American Airlines flight 383, a Boeing 767 bound for Miami, was on its takeoff roll at Chicago O’Hare International Airport Oct. 28, 2016, when a turbine disk in the right engine failed, sending metal fragments through a fuel tank and wing structure. The flight crew rejected the takeoff just as the jetliner approached takeoff speed and stopped the airplane on the runway. All 161 passengers and 9 crewmembers evacuated as emergency responders battled the fuel-fed fire. The airplane was damaged beyond repair. One passenger was seriously injured.

The failed turbine disk was recovered in four pieces, one of which weighed 57 pounds and was found more than a half mile from the airplane. Through extensive examination of the disk fragments at the NTSB lab in Washington investigators determined there was a subsurface defect in the disk at the time of manufacture. Because of the nature of the defect and the limits of inspection methods, the NTSB concluded the defect was likely undetectable when the disk was produced in 1997.
Investigators further determined the defect had been propagating microscopic cracks in the disk for as many as 5,700 flight cycles – one takeoff and one landing – prior to the accident. Although the disk had been inspected in January 2011, the NTSB said the internal cracks were also most likely undetectable at that time because the current required inspection methods are unable to identify all subsurface defects.

The NTSB determined the pilots made the appropriate decision to abort the takeoff and shut down the damaged engine. Because the pilots were working with a checklist that didn’t differentiate between an engine fire in the air from one on the ground, the undamaged engine was not immediately shut down. The passenger who was seriously injured sustained those injuries as a result of evacuating the airplane, as directed by a flight attendant, and encountering jet blast from the engine that was still running.

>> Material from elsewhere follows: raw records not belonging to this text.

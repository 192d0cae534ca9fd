use orbit_state::StateError;
use thiserror::Error;

pub type VersionResult<T> = Result<T, VersionError>;

#[derive(Debug, Error)]
pub enum VersionError {
    #[error("no suitable version: {0}")]
    NoSuitableVersion(String),

    #[error(transparent)]
    State(#[from] StateError),
}
//! Named, re-entrant, per-thread locks with a bounded wait.
//!
//! A lock is identified by a path such as `/applications/acme:search`. The
//! thread holding a path may acquire it again; other threads block until the
//! holder releases every nested guard, or fail with
//! [`StateError::LockTimeout`] once the wait exceeds the registry timeout.
//!
//! Guards are `!Send`: ownership is tracked per thread, so a guard must be
//! dropped on the thread that acquired it. A path's slot is dropped from the
//! registry once nobody holds or waits for it.

use std::collections::HashMap;
use std::marker::PhantomData;
use std::sync::{Arc, Condvar, Mutex, MutexGuard, PoisonError};
use std::thread::{self, ThreadId};
use std::time::{Duration, Instant};

use orbit_core::{ApplicationId, TenantName};
use tracing::{debug, warn};

use crate::error::{StateError, StateResult};

#[derive(Debug, Default)]
struct Holder {
    owner: Option<ThreadId>,
    depth: u32,
}

#[derive(Debug, Default)]
struct Slot {
    holder: Mutex<Holder>,
    released: Condvar,
}

impl Slot {
    fn holder(&self) -> MutexGuard<'_, Holder> {
        self.holder.lock().unwrap_or_else(PoisonError::into_inner)
    }
}

type Slots = Arc<Mutex<HashMap<String, Arc<Slot>>>>;

fn lock_slots(slots: &Slots) -> MutexGuard<'_, HashMap<String, Arc<Slot>>> {
    slots.lock().unwrap_or_else(PoisonError::into_inner)
}

/// Registry of named locks.
#[derive(Debug)]
pub struct LockRegistry {
    slots: Slots,
    timeout: Duration,
}

impl LockRegistry {
    pub fn new(timeout: Duration) -> Self {
        Self {
            slots: Arc::new(Mutex::new(HashMap::new())),
            timeout,
        }
    }

    pub fn timeout(&self) -> Duration {
        self.timeout
    }

    /// Acquire the lock at `path`, waiting at most the registry timeout.
    pub fn acquire(&self, path: &str) -> StateResult<Lock> {
        self.acquire_within(path, self.timeout)
    }

    /// Acquire the lock at `path`, waiting at most `timeout`.
    pub fn acquire_within(&self, path: &str, timeout: Duration) -> StateResult<Lock> {
        let slot = Arc::clone(lock_slots(&self.slots).entry(path.to_string()).or_default());

        let me = thread::current().id();
        let deadline = Instant::now() + timeout;
        let mut holder = slot.holder();
        loop {
            match holder.owner {
                None => {
                    holder.owner = Some(me);
                    holder.depth = 1;
                    break;
                }
                Some(owner) if owner == me => {
                    holder.depth += 1;
                    break;
                }
                Some(_) => {}
            }
            let now = Instant::now();
            if now >= deadline {
                drop(holder);
                release_slot(&self.slots, path, &slot);
                warn!(%path, ?timeout, "lock wait timed out");
                return Err(StateError::LockTimeout {
                    path: path.to_string(),
                    timeout,
                });
            }
            holder = slot
                .released
                .wait_timeout(holder, deadline - now)
                .unwrap_or_else(PoisonError::into_inner)
                .0;
        }
        let depth = holder.depth;
        drop(holder);

        debug!(%path, depth, "lock acquired");
        Ok(Lock {
            path: path.to_string(),
            slot,
            slots: Arc::clone(&self.slots),
            _not_send: PhantomData,
        })
    }

    /// Whether some thread currently holds `path`.
    pub fn is_held(&self, path: &str) -> bool {
        lock_slots(&self.slots)
            .get(path)
            .is_some_and(|slot| slot.holder().owner.is_some())
    }

    #[cfg(test)]
    fn tracked_paths(&self) -> usize {
        lock_slots(&self.slots).len()
    }
}

/// Forget `path` if `slot`, which the caller no longer holds, is referenced
/// only by the registry and the caller.
fn release_slot(slots: &Slots, path: &str, slot: &Arc<Slot>) {
    let mut slots = lock_slots(slots);
    if Arc::strong_count(slot) == 2 && slot.holder().owner.is_none() {
        slots.remove(path);
    }
}

/// Guard for one acquisition of a named lock. Released on drop.
#[derive(Debug)]
pub struct Lock {
    path: String,
    slot: Arc<Slot>,
    slots: Slots,
    _not_send: PhantomData<*const ()>,
}

impl Lock {
    pub fn path(&self) -> &str {
        &self.path
    }
}

impl Drop for Lock {
    fn drop(&mut self) {
        let mut holder = self.slot.holder();
        holder.depth = holder.depth.saturating_sub(1);
        if holder.depth > 0 {
            return;
        }
        holder.owner = None;
        self.slot.released.notify_one();
        drop(holder);
        release_slot(&self.slots, &self.path, &self.slot);
    }
}

// ── Typed guards ───────────────────────────────────────────────────

/// Guard for the lock of one application.
#[derive(Debug)]
pub struct ApplicationLock {
    id: ApplicationId,
    lock: Lock,
}

impl ApplicationLock {
    pub(crate) fn new(id: ApplicationId, lock: Lock) -> Self {
        Self { id, lock }
    }

    pub fn application(&self) -> &ApplicationId {
        &self.id
    }

    pub fn path(&self) -> &str {
        self.lock.path()
    }
}

/// Guard for the lock of one tenant.
#[derive(Debug)]
pub struct TenantLock {
    name: TenantName,
    lock: Lock,
}

impl TenantLock {
    pub(crate) fn new(name: TenantName, lock: Lock) -> Self {
        Self { name, lock }
    }

    pub fn tenant(&self) -> &TenantName {
        &self.name
    }

    pub fn path(&self) -> &str {
        self.lock.path()
    }
}

/// Guards that carry nothing but the held path.
macro_rules! plain_lock {
    ($(#[$meta:meta])* $name:ident) => {
        $(#[$meta])*
        #[derive(Debug)]
        pub struct $name(Lock);

        impl $name {
            pub(crate) fn new(lock: Lock) -> Self {
                Self(lock)
            }

            pub fn path(&self) -> &str {
                self.0.path()
            }
        }
    };
}

plain_lock!(
    /// Guard for the global rotation pool.
    RotationLock
);
plain_lock!(
    /// Guard for the persisted version status.
    VersionStatusLock
);
plain_lock!(
    /// Guard for the certified OS versions.
    OsVersionLock
);
plain_lock!(
    /// Guard for the queued name-service requests.
    NameServiceQueueLock
);
plain_lock!(
    /// Guard for one tenant's notifications.
    NotificationsLock
);
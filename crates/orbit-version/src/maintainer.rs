//! Periodic upkeep of the persisted version status.

use std::collections::BTreeSet;

use orbit_core::Version;
use orbit_state::StateStore;
use tracing::{info, warn};

use crate::error::VersionResult;

/// Removes platform versions nothing runs anymore.
#[derive(Clone)]
pub struct VersionStatusMaintainer {
    store: StateStore,
}

impl VersionStatusMaintainer {
    pub fn new(store: StateStore) -> Self {
        Self { store }
    }

    /// Remove versions that are not the system version, not deployed anywhere,
    /// and older than the oldest deployed version, together with their OS
    /// certifications. A failure for one version is logged and the version
    /// kept; the rest are still removed. Returns the removed versions.
    pub fn remove_obsolete(&self) -> VersionResult<Vec<Version>> {
        let deployed: BTreeSet<Version> = self
            .store
            .read_applications()?
            .iter()
            .flat_map(|application| application.instances().values())
            .flat_map(|instance| instance.deployments().values())
            .map(|deployment| deployment.version.clone())
            .collect();
        let Some(oldest_deployed) = deployed.first().cloned() else {
            return Ok(Vec::new());
        };

        let lock = self.store.lock_version_status()?;
        let mut status = self.store.read_version_status()?;
        let obsolete: Vec<Version> = status
            .versions()
            .iter()
            .filter(|v| !v.is_system_version)
            .map(|v| v.version.clone())
            .filter(|v| !deployed.contains(v) && v.is_before(&oldest_deployed))
            .collect();

        let mut removed = Vec::new();
        for version in obsolete {
            match self.remove_certifications(&version) {
                Ok(()) => {
                    status = status.without(&version);
                    removed.push(version);
                }
                Err(e) => warn!(%version, error = %e, "failed to remove obsolete version"),
            }
        }
        if !removed.is_empty() {
            self.store.write_version_status(&status, &lock)?;
            info!(count = removed.len(), "removed obsolete versions");
        }
        Ok(removed)
    }

    fn remove_certifications(&self, version: &Version) -> VersionResult<()> {
        let lock = self.store.lock_os_versions()?;
        let mut certified = self.store.read_certified_os_versions()?;
        let before = certified.len();
        certified.retain(|c| &c.platform_version != version);
        if certified.len() != before {
            self.store.write_certified_os_versions(&certified, &lock)?;
        }
        Ok(())
    }
}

The NTSB discovered numerous problems with the evacuation, including a lack of communication between the flight deck and cabin crew, deviation by a flight attendant from emergency evacuation procedures, and the crew’s lack of coordination following the evacuation.
The NTSB also noted the flight attendants, who had difficulty using the aircraft interphones to communicate with the cockpit and passengers, were inadequately trained by American Airlines on the different interphone systems installed in its planes.
Video of the evacuation as well as accounts by flight attendants revealed many passengers disregarded pre-flight safety instructions to leave personal belongings behind and instead exited the burning airplane with carry-on luggage.